An unexpected fall in German industrial output in December ensured any hopes of a bounce post late 2018 bear market were stifled. It was only a matter weeks ago that we had more data out that was placing Germany in to a recession and this week, the death blow was finally dealt. Importantly, it acts as a strong indicator to a slowdown in Europe’s strongest economy.
The Dax in Frankfurt ended 2.6% lower on Thursday, with private companies such as Deutsche Bank plunging 6% with Daimler and the steel group ThyssenKrupp both down 5%.
German factory orders dropped by 10.8% year-over-year (unadjusted) in the final month of 2018. The graph below shows the decline before a relative boom.
Output was down 0.4% in November going against the Reuters forecast of a 0.7% increase.
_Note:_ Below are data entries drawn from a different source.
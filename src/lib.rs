//! Reading, editing and writing SubRip (`.srt`) subtitle tracks.

pub mod encoding;
pub mod error;
pub mod parser;
pub mod processor;
pub mod serialiser;
pub mod session;
pub mod srt;
pub mod timestamp;
pub mod track;

pub use crate::error::SrtError;
pub use crate::session::Session;
pub use crate::srt::Subtitle;
pub use crate::timestamp::Timestamp;
pub use crate::track::Track;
Last week, the manufacturing sector contracted dropping to 49.7 points in January from 51.1 in December, according to the latest figures from IHS Markit. The economy also shrunk by 0.2% in the third quarter, this is due to a continued fall in the lucrative German car sector. Deutsche Bank expects the same contraction for the start of 2019. Investment bank Citigroup has predicted a “technical recession”, putting fuel on the fire that numerous factors could trigger a further slump in confidence.
These “factors” include global trade tensions, particularly between the US and China, uncertainty around Brexit, and the Italian debt crisis all significant problems for the German economy.
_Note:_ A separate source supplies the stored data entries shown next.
use std::io;
use std::path::PathBuf;

use thiserror::Error;

/// Errors produced while decoding, encoding or searching a subtitle track.
#[derive(Error, Debug)]
pub enum SrtError {
    /// A timestamp did not match `HH:MM:SS,mmm`.
    #[error("invalid timestamp {text:?}: {detail}")]
    Format { text: String, detail: String },

    /// The first line of a block is not a subtitle number.
    #[error("sequence error: expected a subtitle number, found {0:?}")]
    Sequence(String),

    /// The second line of a block is not `<start> --> <end>`.
    #[error("time range error in {line:?}: {reason}")]
    TimeRange { line: String, reason: String },

    /// A block failed to decode. Carries the raw block for diagnostics.
    #[error("failed to parse subtitle block #{position}: {raw:?}")]
    Block {
        position: usize,
        raw: String,
        #[source]
        source: Box<SrtError>,
    },

    #[error("I/O error on '{}'", path.display())]
    Io {
        path: PathBuf,
        #[source]
        source: io::Error,
    },

    #[error("not found: {0:?}")]
    NotFound(String),
}

impl SrtError {
    pub(crate) fn io(path: impl Into<PathBuf>, source: io::Error) -> Self {
        SrtError::Io {
            path: path.into(),
            source,
        }
    }

    pub fn is_not_found(&self) -> bool {
        matches!(self, SrtError::NotFound(_))
    }
}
Deutsche Bank economists said in a report: “The start of the German economy into 2019 has been a major disappointment so far. “The development of several key cyclical indicators is telling us that the German economy is drifting towards recession right now.”
Christian Schulz from Citigroup said the German finance ministry was looking at tax cuts to ease the pain and help the economy for a July start valued at 0.5%of GDP. The German economic minister warned there was “muted momentum at the start of the year” unless demand for numerous core goods picks up.
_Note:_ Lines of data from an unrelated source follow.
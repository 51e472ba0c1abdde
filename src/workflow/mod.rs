pub mod pipeline_state;
pub mod word_count_policy;

pub use pipeline_state::{PipelinePhase, PipelineState, SessionTicket};
pub use word_count_policy::{word_count, QuestionConstraints, WordCountPolicy, PRESET_COUNTS};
Away and in the private sector, in a further problem for German industry, the EU has blocked a merger between Siemens and Alstom (based in France.) The EU is becoming increasing anxious to protect itself against the threat of China with larger mergers and acquisitions to become economically efficient against their cost of production.
Talking of China, there has been a downward shock from foreign trade, triggered by many economies and larger institutions rapidly winding down or deleveraging their positions on the Chinese economy paired with the well documented widespread effects of US-China trade wars on business confidence.
The central Bank of Germany has been very clear that the catalyst for pulling the German economy back since has come from foreign shores. One of many factors has been the tightening in global financial conditions such as the Q3 2018 financial market sell off which meant increases in US policy rates. Every central bank (including the Bank of England covered this week) has a dovish policy to future growth. The ECB’s latest tone has been to expect a downtrend in global growth.
However, the downturn in the German economy has been considerably greater than placing all the blame on China. Germany, being Europe’s largest and most robust economy, is more sensitive to the economic cycle in China than other European countries. German activity growth is one percentage point lower than it “should” be, if normal conditions with China were to be resumed. Germany’s retraction is down to a several of one-off shocks that have occurred in important industrial sectors. Industry victims include the automotive industry with motor vehicle output collapsing in 2018 Q3 because of the slow implementation of new regulatory checks on auto emissions, and has not yet fully recovered. Chemicals output fell sharply in 2018 Q4 because of water shortages in the Rhine following the dry summer, making shipping transportation on the river extremely difficult. Factories have subsequently seen less water provision. Pharmaceuticals output suddenly collapsed in 2018 Q4, probably due to hoarding due to Brexit uncertainty (Britain is doing the same) and a reversal in production by a company now under investigation.
It’s thought that the macro issues of Brexit, wider EU depressed growth and China-US in conjunction with these three separate shocks have probably depressed German annualised growth rates by 1.4% in the back end of 2018. It is expected a recovery to take place over the first half of 2019 but subject to market conditions it could well be a lot longer than that.
After all this, the pound traded at 1.1434 against the euro more on the German weakness than pound strength. Then, the bank of England delivered its dovish outlook of downgraded UK 2019 growth to 1.2% down from 1.7% and the pound crashed back down to a low of 1.1352.